▶ [Problem]
Pull out every line from the listing that has the word "handed".
..............................
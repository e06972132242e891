//! Audioscrobbler session.
//!
//! A [`Session`] is created by a successful handshake and holds what the
//! handshake handed out: a session key and the URLs for now-playing
//! notifications and submissions. There is no way to obtain a session
//! without a successful handshake.
//!
//! # Lifecycle
//!
//! * [`Session::connect`] performs the first handshake
//! * [`Session::now_playing`] and [`Session::submit`] report plays
//! * [`Session::handshake`] renews the session, for instance after a
//!   `BADSESSION` reply (see `Error::is_bad_session`)
//!
//! Nothing is retried automatically. Dropping the session releases its
//! transport.
//!
//! # Example
//!
//! ```rust
//! use scrobbler::{config::Config, credentials::Credentials, session::Session};
//!
//! let session = Session::new(credentials, &Config::default()).await?;
//! session.now_playing(&track).await?;
//! // ... once the track has finished ...
//! session.submit(&scrobble).await?;
//! ```

use url::Url;

use crate::{
    config::Config,
    credentials::Credentials,
    error::Result,
    http::{self, Request, Transport},
    protocol::{
        handshake::{self, Reply},
        submission, Params, Response,
    },
    track::{Scrobble, Track},
    util,
};

/// Session key and endpoints handed out by the last successful handshake.
///
/// Replaced as a whole by every successful handshake.
pub type SessionState = Reply;

/// An authenticated submission session.
pub struct Session<T = http::Client> {
    credentials: Credentials,
    handshake_url: Url,
    transport: T,
    state: SessionState,
}

impl Session {
    /// Connects over HTTP as configured by `config`.
    ///
    /// # Errors
    ///
    /// Returns an error if the handshake fails. See [`Session::connect`].
    pub async fn new(credentials: Credentials, config: &Config) -> Result<Self> {
        let transport = http::Client::new(config);
        Self::connect(credentials, config.handshake_url.clone(), transport).await
    }
}

impl<T: Transport> Session<T> {
    /// Performs a handshake with the server at `handshake_url` and returns
    /// the resulting session.
    ///
    /// # Errors
    ///
    /// * `Error::Transport` if the server could not be reached
    /// * `Error::HttpStatus` if the server did not answer with `200`
    /// * `Error::Protocol` if the handshake was refused, with the server's
    ///   reason (`BANNED`, `BADAUTH`, `BADTIME`, `FAILED <reason>`), or the
    ///   reply was malformed
    pub async fn connect(credentials: Credentials, handshake_url: Url, transport: T) -> Result<Self> {
        let state = Self::request_session(
            &transport,
            &handshake_url,
            &credentials,
            &credentials.session_key,
        )
        .await?;

        Ok(Self {
            credentials,
            handshake_url,
            transport,
            state,
        })
    }

    /// Renews the session key and endpoints.
    ///
    /// The current session key is sent along. On failure the previous
    /// session state is kept.
    ///
    /// # Errors
    ///
    /// As [`Session::connect`].
    pub async fn handshake(&mut self) -> Result<()> {
        let state = Self::request_session(
            &self.transport,
            &self.handshake_url,
            &self.credentials,
            &self.state.session_key,
        )
        .await?;

        self.state = state;
        Ok(())
    }

    async fn request_session(
        transport: &T,
        url: &Url,
        credentials: &Credentials,
        session_key: &str,
    ) -> Result<SessionState> {
        debug!("handshake as {} with {url}", credentials.username);

        // Captured once: the token is only valid for the `t` it is sent with.
        let timestamp = util::now_from_epoch();
        let params = handshake::params(credentials, session_key, timestamp);

        let response = Self::call(transport, Request::get(url.clone(), params), "handshake").await?;
        let state = SessionState::try_from(response)?;

        debug!(
            "session established; now playing: {}; submissions: {}",
            state.now_playing_url, state.submission_url
        );
        Ok(state)
    }

    /// Announces that `track` has started playing.
    ///
    /// Notifications are advisory: only artist and title are required.
    ///
    /// # Errors
    ///
    /// * `Error::Validation` if artist or title is empty; nothing is sent
    /// * `Error::Transport`, `Error::HttpStatus` or `Error::Protocol`
    ///   if the notification failed
    pub async fn now_playing(&self, track: &Track) -> Result<()> {
        track.validate()?;

        let state = &self.state;
        let params = submission::now_playing_params(&state.session_key, track);
        self.post(state.now_playing_url.clone(), params, "now playing")
            .await
    }

    /// Submits a finished track.
    ///
    /// Whether the track was played long enough to count is up to the
    /// caller; see [`Track::is_eligible`].
    ///
    /// # Errors
    ///
    /// * `Error::Validation` if the scrobble is not a legal submission (see
    ///   [`Scrobble::validate`]); nothing is sent
    /// * `Error::Transport`, `Error::HttpStatus` or `Error::Protocol`
    ///   if the submission failed
    pub async fn submit(&self, scrobble: &Scrobble) -> Result<()> {
        scrobble.validate()?;

        let state = &self.state;
        let params = submission::scrobble_params(&state.session_key, scrobble);
        self.post(state.submission_url.clone(), params, "submission")
            .await
    }

    async fn post(&self, url: Url, params: Params, origin: &str) -> Result<()> {
        Self::call(&self.transport, Request::post(url, params), origin)
            .await
            .map(|_| ())
    }

    async fn call(transport: &T, request: Request, origin: &str) -> Result<Response> {
        let response = transport.send(request).await.inspect_err(|e| {
            warn!("{origin}: {e}");
        })?;

        Response::parse(response.status, &response.body, origin)
    }

    /// The current session key and endpoints.
    #[must_use]
    pub fn state(&self) -> &SessionState {
        &self.state
    }

    #[must_use]
    pub fn credentials(&self) -> &Credentials {
        &self.credentials
    }

    #[must_use]
    pub fn transport(&self) -> &T {
        &self.transport
    }
}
..............................
▶ [Output for this exercise]
//! handshake handed out: a session key and the URLs for now-playing
/// Session key and endpoints handed out by the last successful handshake.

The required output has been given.